Giovanni Battistuzzi
Il percorso della prossima Grand Boucle partirà da Mont Saint-Michel il 2 luglio. Sarà una corsa molto scenografica, più nervosa del passato, anche se forse meno dura. Si ritorna sul Mont Ventoux, la salita più spettacolare d'oltralpe nel giorno della festa nazionale. Basta questo per farla amare ai francesi.

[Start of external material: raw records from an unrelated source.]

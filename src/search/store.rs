//! In-memory entity store with keyword and tag lookup
//!
//! Reference implementation of the keyword modality: exact/substring
//! matching over normalized entities, scored purely by rank.

use crate::errors::SourceError;
use crate::registry::DataSourceAdapter;
use crate::search::KeywordProvider;
use crate::types::{Entity, SearchContext, SearchResult};
use async_trait::async_trait;
use serde_json::json;

/// Minimum keyword length considered for matching
const MIN_KEYWORD_LEN: usize = 2;

/// Insertion-ordered entity store
pub struct EntityStore {
    entities: Vec<Entity>,
}

impl EntityStore {
    /// Create an empty store
    pub fn new() -> Self {
        Self {
            entities: Vec::new(),
        }
    }

    /// Insert an entity, replacing any existing one with the same id
    pub fn insert(&mut self, entity: Entity) {
        if let Some(existing) = self.entities.iter_mut().find(|e| e.id == entity.id) {
            *existing = entity;
        } else {
            self.entities.push(entity);
        }
    }

    /// Number of stored entities
    pub fn len(&self) -> usize {
        self.entities.len()
    }

    /// Whether the store is empty
    pub fn is_empty(&self) -> bool {
        self.entities.is_empty()
    }

    /// Look up an entity by id
    pub fn get(&self, id: &str) -> Option<&Entity> {
        self.entities.iter().find(|e| e.id == id)
    }

    /// Pull, transform and store everything an adapter currently holds
    pub async fn ingest_adapter(
        &mut self,
        adapter: &dyn DataSourceAdapter,
    ) -> Result<usize, SourceError> {
        let raw = adapter.fetch().await?;
        let entities = adapter.transform(raw);
        let count = entities.len();
        for entity in entities {
            self.insert(entity);
        }
        Ok(count)
    }

    /// Entities matching any query keyword, best match first
    ///
    /// A keyword matches when it is a substring of the entity's title or
    /// content, or equals one of its tags. Ranking is by matched-keyword
    /// count; insertion order breaks ties.
    pub fn search_keywords(&self, keywords: &[String], limit: usize) -> Vec<&Entity> {
        let keywords: Vec<String> = keywords
            .iter()
            .filter(|k| k.len() > MIN_KEYWORD_LEN)
            .map(|k| k.to_lowercase())
            .collect();

        if keywords.is_empty() {
            return Vec::new();
        }

        let mut matched: Vec<(usize, &Entity)> = self
            .entities
            .iter()
            .filter_map(|entity| {
                let text = entity.searchable_text();
                let hits = keywords
                    .iter()
                    .filter(|k| {
                        text.contains(k.as_str())
                            || entity.tags.iter().any(|t| t.eq_ignore_ascii_case(k.as_str()))
                    })
                    .count();
                (hits > 0).then_some((hits, entity))
            })
            .collect();

        matched.sort_by(|a, b| b.0.cmp(&a.0));
        matched.into_iter().take(limit).map(|(_, e)| e).collect()
    }
}

impl Default for EntityStore {
    fn default() -> Self {
        Self::new()
    }
}

#[async_trait]
impl KeywordProvider for EntityStore {
    async fn keyword_search(
        &self,
        query: &str,
        _ctx: &SearchContext,
        limit: usize,
    ) -> Result<Vec<SearchResult>, SourceError> {
        let keywords: Vec<String> = query.split_whitespace().map(|w| w.to_string()).collect();

        let results = self
            .search_keywords(&keywords, limit)
            .into_iter()
            .enumerate()
            .map(|(rank, entity)| SearchResult {
                id: entity.id.clone(),
                kind: entity.kind,
                // Rank-based score, highest first
                score: 1.0 - (rank as f64 / limit as f64),
                content: json!(entity),
                source: "entity_store".to_string(),
            })
            .collect();

        Ok(results)
    }
}

#[cfg(test)]
mod tests {
    use super::*;
    use crate::types::ResultKind;

    fn store_with_docs() -> EntityStore {
        let mut store = EntityStore::new();
        store.insert(
            Entity::new("doc-1", ResultKind::Document, "files")
                .with_title("Incident report")
                .with_content("A brute force attack was detected on the login endpoint")
                .with_tags(vec!["security".to_string()]),
        );
        store.insert(
            Entity::new("doc-2", ResultKind::Document, "files")
                .with_title("Lunch menu")
                .with_content("Soup of the day"),
        );
        store
    }

    #[test]
    fn test_insert_replaces_same_id() {
        let mut store = store_with_docs();
        store.insert(Entity::new("doc-1", ResultKind::Memory, "notes").with_title("Replaced"));

        assert_eq!(store.len(), 2);
        assert_eq!(store.get("doc-1").unwrap().title.as_deref(), Some("Replaced"));
    }

    #[test]
    fn test_keyword_substring_match() {
        let store = store_with_docs();
        let hits = store.search_keywords(&["attack".to_string()], 10);
        assert_eq!(hits.len(), 1);
        assert_eq!(hits[0].id, "doc-1");
    }

    #[test]
    fn test_tag_match() {
        let store = store_with_docs();
        let hits = store.search_keywords(&["security".to_string()], 10);
        assert_eq!(hits.len(), 1);
    }

    #[test]
    fn test_short_keywords_ignored() {
        let store = store_with_docs();
        assert!(store.search_keywords(&["of".to_string()], 10).is_empty());
    }

    #[test]
    fn test_more_matches_rank_higher() {
        let store = store_with_docs();
        let hits = store.search_keywords(
            &["brute".to_string(), "force".to_string(), "soup".to_string()],
            10,
        );
        assert_eq!(hits[0].id, "doc-1");
        assert_eq!(hits[1].id, "doc-2");
    }

    #[tokio::test]
    async fn test_keyword_search_scores_by_rank() {
        let store = store_with_docs();
        let ctx = SearchContext::new("org", "user");
        let results = store
            .keyword_search("brute force soup", &ctx, 10)
            .await
            .unwrap();

        assert_eq!(results[0].id, "doc-1");
        assert!((results[0].score - 1.0).abs() < 1e-9);
        assert!((results[1].score - 0.9).abs() < 1e-9);
    }
}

Scenografico. Perché partire da Mont Saint–Michel, sotto le guglie del santuario dedicato a San Michele Arcangelo e lasciarsi alle spalle l'isolotto roccioso sul canale della Manica pedalando su di una lingua d'asfalto che scompare a seconda della marea sino a raggiunger Utah beach, il luogo dello sbarco in Normandia, non può essere altro: scenografia. Tra le migliori al mondo. Così inizierà il 2 luglio del prossimo anno il Tour de France, 188 chilometri aspettando lo sprint finale e sperando che il vento non faccia più danni della strada.

 

Scenografico. Perché arrivare in cima al Mont Ventoux, il gigante calvo della Provenza, la salita più spettacolare almeno per ambientazione di Francia, il giorno della festa nazionale francese, non può essere altro che questo. Uno spettacolo annunciato, aspettando magari il colpo a effetto di un pedalatore di casa, uno di quella nouvelle vague di cui tanto si parla oltralpe e che prima o poi dovrebbe ricolorare di blu bianco e rosso la casella del vincitore, terra di conquista straniera dal 1985, ultimo successo di casa, ultimo grande giro a firma Bernard Hinault.

 

Scenografico. Perché ritorna sul luogo del delitto, figurato si intende, quello del Mondiale più duro (forse) della storia del ciclismo. Sallanches. Côte de Domancy, basta il nome, basta questo a evocare ancora lo stesso Hinault che qui nel 1980 batté tutti e rese mitici questi due chilometri e mezzo di strada che si inerpicano sino a superare il 14 per cento di pendenza. Ci si arrampica non si scala, sherpa non atleti, a cronometro, questa volta, scenario buono per vedere nella faccia degli atleti quanto può essere infame la salita.

 

 

Scenografico, certo, ma anche tanta sostanza. Perché per una volta i francesi non hanno coperto con i lustrini le pecche di un territorio che non sempre è all'altezza della corsa più bella e famosa al mondo. Perché per una volta gli organizzatori hanno giocato di fantasia non adagiandosi su una storia centenaria che, per parole del secondo patron del Tour (dal 1947 al 1986) Jacques Goddet, "basta e avanza, alla faccia di percorso e corridori, per dare alla corsa quell'aurea mitica che nessun'altra corsa può vantare".

 

E' un Tour questo che sembra un Giro, che è disegnato all'italiana, pieno di trappole e percorsi infidi, dove un colpo di mano è sempre possibile, perché per colpi di mano è disegnato. E' un Tour questo che, come era successo anche nella scorsa edizione, ha pensionato la tradizione e si è modernizzato come (quasi) non mai, è andato a cercare nuovi luoghi, riscoperto vecchi amori ormai spenti e in naftalina.

 

[**Video_box_2**]E poco importa se è saltata ancora l'alternanza tra Pirenei e Alpi, queste ultime ancora inserite nel percorso nell'ultima settimana e quindi, almeno sulla carta, più decisive dell'altra catena montuosa. Poco importa se il Tourmalet, la salita per antonomasia della Francia pirenaica è a distanza siderale dal traguardo dell'ottava tappa, la Pau – Bagneres-du-Luchon, 183 chilometri. Poco importa anche se si è eclissato per questa edizione pure il pavé che sembrava essere rientrato per per rimanere fisso in percorso. E' un Tour che associa romanticismo e modernità, che ricorda e fa intravedere novità. Che sarà forse meno duro, sicuramente più umano di altri. Che lascia tempo al recupero e all'iniziativa, all'idea matta di colpi a effetto. Che è quello che conta di più. Scenografico, senz'altro, ma promosso.